Fungus-Based Biological Control Agents: How Useful Are They for Strawberry Disease Management?

From Guido Schnabel, Jeffrey A. Hopkins, Jim Faust, and William Gura

Biological control agents (BCAs) are being promoted for disease management in fruits, nuts, and vegetables but very little data is available about their efficacy especially when it comes to preharvest field performance. The Schnabel lab has investigated yeast-like fungi and true yeast BCAs, namely Botector (SAN Agrow) and Julietta (Agrauxine by Lesaffre), respectively. Botector is registered specifically for gray mold (caused by Botrytis cinerea) and anthracnose (caused by Colletotrichum species) control on grapes, tomato, berries, and other crops.  The active ingredient is the yeast-like fungus Aureobasidium pullulans strains DSM 14940 and 14941, which both make up for 80% of the formulation (the rest being other inert ingredients). Once applied, this fungus grows on the surface of plant material and competes with pathogens, such as the ones causing gray mold and anthracnose, for nutrients and space.  Julietta is registered for gray mold control of grapes, tomato, berries, and brown rot (Monilinia spp.) control of stone fruits. The active ingredient is a baker’s yeast Saccharomyces cerevisiae strain LAS02, making up 96.1% of the formulated product. Just like Botector, the mode of action of Julietta is based on competition with fungal pathogens on fruits, flowers, and wounds in general.

From experience and based on studies published by others we did not expect the two materials to perform nearly as well as the grower standard. Therefore, we combined the products with a reduced (half rate) of the grower standard (Switch) in hopes that the BCA and the synthetic fungicide standard would synergistically work as well as the grower standard (full rate of Switch). Preliminary lab studies indicated that the active ingredient of Switch (fludioxonil) had no adverse effect on Julietta but did inhibit Botector under controlled conditions. That was an interesting lab result because we concluded the combination of Julietta with Switch might work better for disease management compared to the combination of Botector with Switch.

The plasticulture-type field trial (Fig. 1 left) was conducted at Clemson University’s Musser Fruit Research Center (MFRC), Seneca, SC. It was a complete randomized design with four replicate plots per treatment, and each plot contained 20 ‘Albion’ plants (a total of 80 plants per treatment). All treatments were applied at the rates indicated in Table 1 at 100 gallons per acre of water before predicted infection events (based on weather forecasts predicting significant rainfall at temperatures suitable for infection).  The treatments were applied at 150 psi with a shielded 5-nozzle half-circle-shaped boom sprayer built to provide turbulent air movement to increase treatment penetration and eliminate spray drift between plots. We collected data twice a week during April and May in the spring of 2024. As part of the data collection and experimental protocol, all ripe and all diseased fruit were removed from the field at each collection.

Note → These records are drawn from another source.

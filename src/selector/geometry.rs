//! Last known footprint of every measured option.

use std::collections::{HashMap, HashSet};

use super::Geometry;

/// Geometry keyed by option identifier.
///
/// An entry exists exactly when the option has been laid out at least once
/// since it was added. Recording marks the identifier dirty so the consumer
/// tracking it can react once.
#[derive(Debug, Default)]
pub struct GeometryCache {
    entries: HashMap<String, Geometry>,
    dirty: HashSet<String>,
}

impl GeometryCache {
    /// Insert or overwrite the geometry for `identifier`.
    pub fn record(&mut self, identifier: &str, geometry: Geometry) {
        self.entries.insert(identifier.to_owned(), geometry);
        self.dirty.insert(identifier.to_owned());
    }

    #[must_use]
    pub fn lookup(&self, identifier: &str) -> Option<Geometry> {
        self.entries.get(identifier).copied()
    }

    /// Drop every entry whose identifier is not in `valid`.
    pub fn prune<'a, I>(&mut self, valid: I)
    where
        I: IntoIterator<Item = &'a str>,
    {
        let valid: HashSet<&str> = valid.into_iter().collect();
        self.entries.retain(|id, _| valid.contains(id.as_str()));
        self.dirty.retain(|id| valid.contains(id.as_str()));
    }

    /// Consume the dirty mark for `identifier`. Returns whether it was set.
    pub fn take_dirty(&mut self, identifier: &str) -> bool {
        self.dirty.remove(identifier)
    }

    pub fn clear(&mut self) {
        self.entries.clear();
        self.dirty.clear();
    }

    #[must_use]
    pub fn contains(&self, identifier: &str) -> bool {
        self.entries.contains_key(identifier)
    }

    #[must_use]
    pub fn len(&self) -> usize {
        self.entries.len()
    }

    #[must_use]
    pub fn is_empty(&self) -> bool {
        self.entries.is_empty()
    }
}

The data in Figure 2 displays the average of three datasets with highest disease pressure. The datasets with the lowest disease pressure were omitted because none of the treatments differed from the untreated control.

The field trial was ‘a success’ in that we did get disease, both gray mold of strawberry and anthracnose of strawberry (Fig. 2 middle and right). The worst case for research is when disease does not show up, and there is nothing to study.

Fig. 1. Images of the field plot at MFRC (left) gray mold (middle) and anthracnose (right) disease.

Fig. 2. Effect of experimental treatments on preharvest gray mold (left) and anthracnose (right) development in strawberries. Treatments with the same letters are not statistically different.

We were not surprised the BCAs did not have any efficacy as stand-alone products, but we had hoped the combination of the half rate of Switch with Julietta would be better than either material alone. Interestingly, the half rate of Switch was as effective as the full rate of Switch. In contrast to common belief, applying a reduced rate does not necessarily mean we are selecting more for resistance. The lowest rate of a product with a single mode of action (and thus vulnerable to resistance development) resulting in acceptable control is the rate that should be used.

There are several interesting takeaways from this study:

1. The grower standard Switch worked against gray mold and anthracnose.
2. The half rate of Switch worked just as well as the full rate of Switch against gray mold and anthracnose.
3. The BCAs Botector and Julietta did nothing to suppress the two diseases.
4. Neither combination of the half rate of Switch plus Botector or Julietta resulted in synergistic interactions.

In conclusion, the BCAs Botector and Julietta did not do much for us regarding managing strawberry diseases and strategic mixtures of these products with reduced rates of Switch did not show any detectable benefits. Interestingly, the 7 oz rate of Switch (half label rate) was as effective against both diseases as the 14 oz rate. We do not recommend this low rate of 7 oz for practical use. Still, our results suggest that Switch’s lowest recommended label rate (11 oz) should work just fine for strawberry disease control.